As a person raised in Harlem and the Bronx who studies African-American culture and social issues, this moment is significant for me. I am especially thrilled for my parents and parents-in-law whose generation of African-Americans were profoundly mistreated by this nation and who were refused access to a staggering array of rights, privileges and human dignity.
This moment is historic indeed, and it is true that this multi-racial, multi-class embrace of Obama shatters the mainstream currency that old brand of racial exclusion and hatred. At the same time, it's important to keep in mind two things: that hostile, categorical exclusion of blacks has been on the wane for quite some time; and that racial inequality remains, though in less blatant, overt.
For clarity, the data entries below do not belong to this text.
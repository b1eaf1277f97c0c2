//! Configuration file (`config.conf`) and theme.
//!
//! Plain `key = value` lines with `#` comments. Unknown keys are ignored,
//! bad values fall back to the default. A missing file is created with
//! the defaults so users have something to edit.
//!
use ratatui::style::Color;
use std::fmt::Write as _;
use std::path::{Path, PathBuf};
use std::time::Duration;

use crate::api::DEFAULT_BASE_URL;
use crate::error::{Context, Result};

const APP_DIR: &str = "book-manager";

/// `<config_dir>/book-manager`, or the working directory when unknown.
pub fn config_dir() -> PathBuf {
    dirs::config_dir()
        .map(|d| d.join(APP_DIR))
        .unwrap_or_else(|| PathBuf::from("."))
}

/// `<data_dir>/book-manager`, or the working directory when unknown.
pub fn data_dir() -> PathBuf {
    dirs::data_dir()
        .map(|d| d.join(APP_DIR))
        .unwrap_or_else(|| PathBuf::from("."))
}

/// Color palette for the TUI.
#[derive(Clone, Copy, Debug, PartialEq, Eq)]
pub struct Theme {
    pub text: Color,
    pub muted: Color,
    pub title: Color,
    pub border: Color,
    pub header_bg: Color,
    pub header_fg: Color,
    pub status_bg: Color,
    pub status_fg: Color,
    pub highlight_fg: Color,
    pub highlight_bg: Color,
    pub success: Color,
    pub warning: Color,
    pub error: Color,
}

impl Theme {
    /// Catppuccin Mocha.
    pub fn mocha() -> Self {
        Self {
            text: Color::Rgb(0xcd, 0xd6, 0xf4),
            muted: Color::Rgb(0x7f, 0x84, 0x9c),
            title: Color::Rgb(0xcb, 0xa6, 0xf7),
            border: Color::Rgb(0x58, 0x5b, 0x70),
            header_bg: Color::Rgb(0x31, 0x32, 0x44),
            header_fg: Color::Rgb(0xb4, 0xbe, 0xfe),
            status_bg: Color::Rgb(0x45, 0x47, 0x5a),
            status_fg: Color::Rgb(0xcd, 0xd6, 0xf4),
            highlight_fg: Color::Rgb(0xf9, 0xe2, 0xaf),
            highlight_bg: Color::Rgb(0x45, 0x47, 0x5a),
            success: Color::Rgb(0xa6, 0xe3, 0xa1),
            warning: Color::Rgb(0xfa, 0xb3, 0x87),
            error: Color::Rgb(0xf3, 0x8b, 0xa8),
        }
    }

    fn slot_mut(&mut self, key: &str) -> Option<&mut Color> {
        Some(match key {
            "text" => &mut self.text,
            "muted" => &mut self.muted,
            "title" => &mut self.title,
            "border" => &mut self.border,
            "header_bg" => &mut self.header_bg,
            "header_fg" => &mut self.header_fg,
            "status_bg" => &mut self.status_bg,
            "status_fg" => &mut self.status_fg,
            "highlight_fg" => &mut self.highlight_fg,
            "highlight_bg" => &mut self.highlight_bg,
            "success" => &mut self.success,
            "warning" => &mut self.warning,
            "error" => &mut self.error,
            _ => return None,
        })
    }

    fn entries(&self) -> [(&'static str, Color); 13] {
        [
            ("text", self.text),
            ("muted", self.muted),
            ("title", self.title),
            ("border", self.border),
            ("header_bg", self.header_bg),
            ("header_fg", self.header_fg),
            ("status_bg", self.status_bg),
            ("status_fg", self.status_fg),
            ("highlight_fg", self.highlight_fg),
            ("highlight_bg", self.highlight_bg),
            ("success", self.success),
            ("warning", self.warning),
            ("error", self.error),
        ]
    }
}

impl Default for Theme {
    fn default() -> Self {
        Self::mocha()
    }
}

/// Parse "#RRGGBB", "RRGGBB" or "reset".
pub fn parse_color(s: &str) -> Option<Color> {
    let lower = s.trim().to_ascii_lowercase();
    if lower == "reset" {
        return Some(Color::Reset);
    }
    let hex = lower.strip_prefix('#').unwrap_or(&lower);
    if hex.len() != 6 || !hex.is_ascii() {
        return None;
    }
    let r = u8::from_str_radix(&hex[0..2], 16).ok()?;
    let g = u8::from_str_radix(&hex[2..4], 16).ok()?;
    let b = u8::from_str_radix(&hex[4..6], 16).ok()?;
    Some(Color::Rgb(r, g, b))
}

fn color_to_str(c: Color) -> String {
    match c {
        Color::Rgb(r, g, b) => format!("#{:02X}{:02X}{:02X}", r, g, b),
        _ => "reset".to_string(),
    }
}

#[derive(Clone, Debug, PartialEq)]
pub struct Config {
    pub api_base_url: String,
    pub token_file: PathBuf,
    pub log_file: PathBuf,
    pub timeout: Duration,
    pub theme: Theme,
}

impl Default for Config {
    fn default() -> Self {
        let data = data_dir();
        Self {
            api_base_url: DEFAULT_BASE_URL.to_string(),
            token_file: data.join("token"),
            log_file: data.join("book-manager.log"),
            timeout: Duration::from_secs(10),
            theme: Theme::mocha(),
        }
    }
}

/// Command-line values that take precedence over the file.
#[derive(Clone, Debug, Default)]
pub struct Overrides {
    pub api_base_url: Option<String>,
    pub token_file: Option<PathBuf>,
    pub log_file: Option<PathBuf>,
    pub timeout_secs: Option<u64>,
}

impl Config {
    /// Defaults overridden by the recognised lines of `contents`.
    pub fn parse(contents: &str) -> Self {
        let mut cfg = Self::default();
        for raw_line in contents.lines() {
            let line = raw_line.trim();
            if line.is_empty() || line.starts_with('#') {
                continue;
            }
            let Some((key, val)) = line.split_once('=') else {
                continue;
            };
            let (key, val) = (key.trim(), val.trim());
            if key.is_empty() || val.is_empty() {
                continue;
            }
            match key {
                "api_base_url" => cfg.api_base_url = val.trim_end_matches('/').to_string(),
                "token_file" => cfg.token_file = PathBuf::from(val),
                "log_file" => cfg.log_file = PathBuf::from(val),
                "timeout_secs" => match val.parse::<u64>() {
                    Ok(secs) if secs > 0 => cfg.timeout = Duration::from_secs(secs),
                    _ => tracing::warn!(value = val, "ignoring invalid timeout_secs"),
                },
                _ => {
                    let Some(color) = parse_color(val) else {
                        continue;
                    };
                    if let Some(slot) = cfg.theme.slot_mut(key) {
                        *slot = color;
                    }
                }
            }
        }
        cfg
    }

    pub fn from_file(path: &Path) -> Result<Self> {
        let contents = std::fs::read_to_string(path)
            .with_ctx(|| format!("read config {}", path.display()))?;
        Ok(Self::parse(&contents))
    }

    pub fn to_file_string(&self) -> String {
        let mut buf = String::new();
        buf.push_str("# book-manager configuration\n");
        buf.push_str("# Colors: hex as #RRGGBB or RRGGBB, or 'reset'\n\n");
        let _ = writeln!(&mut buf, "api_base_url = {}", self.api_base_url);
        let _ = writeln!(&mut buf, "token_file = {}", self.token_file.display());
        let _ = writeln!(&mut buf, "log_file = {}", self.log_file.display());
        let _ = writeln!(&mut buf, "timeout_secs = {}", self.timeout.as_secs());
        buf.push('\n');
        for (k, v) in self.theme.entries() {
            let _ = writeln!(&mut buf, "{} = {}", k, color_to_str(v));
        }
        buf
    }

    pub fn write_file(&self, path: &Path) -> Result<()> {
        if let Some(dir) = path.parent()
            && !dir.as_os_str().is_empty()
        {
            std::fs::create_dir_all(dir)
                .with_ctx(|| format!("create config directory {}", dir.display()))?;
        }
        std::fs::write(path, self.to_file_string())
            .with_ctx(|| format!("write config {}", path.display()))
    }

    /// Read `path`, or write the defaults there when it does not exist yet.
    pub fn load_or_init(path: &Path) -> Result<Self> {
        if path.exists() {
            return Self::from_file(path);
        }
        let cfg = Self::default();
        if let Err(e) = cfg.write_file(path) {
            tracing::debug!(error = %e, "could not write default config");
        }
        Ok(cfg)
    }

    pub fn apply(mut self, o: Overrides) -> Self {
        if let Some(url) = o.api_base_url {
            self.api_base_url = url.trim_end_matches('/').to_string();
        }
        if let Some(p) = o.token_file {
            self.token_file = p;
        }
        if let Some(p) = o.log_file {
            self.log_file = p;
        }
        if let Some(secs) = o.timeout_secs.filter(|s| *s > 0) {
            self.timeout = Duration::from_secs(secs);
        }
        self
    }
}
The powerful impact of the civil rights mandate for social, political and cultural integration has rendered bizarre the kind of exclusions and raw hatred that was normal fewer than 35 years ago. Mainstream popular cultural depictions of black people as "normal middle class families" have likely helped neutralize this legacy as well. The success of shows like The Cosby Show, others featuring black presidents and films featuring black heroes speak to this shift. And in the "real" world, (although for many people, I'd suggest that mass media images are "real") important and visible black people-such as Condeleeza Rice, Clarence Thomas, and Colin Powell-have been appointed to critically important and highly visible positions in the governance of our nation. These visible and impressive leaders may have instilled confidence in the idea of black leadership among what researchers say is a large group of "ambivalent whites" (whites who do not consider themselves racist but who, when pressed, easily resort to negative racial generalizations and deny white racial privilege). I suspect their support of Obama was crucial in this election. Yet despite extensive changes, vast forms of structurally-reinforced racial inequality remain. African-American people of all classes continue to face profound discrimination in the workplace, in the granting of mortgages and regarding access to housing, significant income and astonishing wealth disparities. The working class and poor confront unconscionable educational inequities and criminal justice system practices that have racial effects and sometimes anti-black intent.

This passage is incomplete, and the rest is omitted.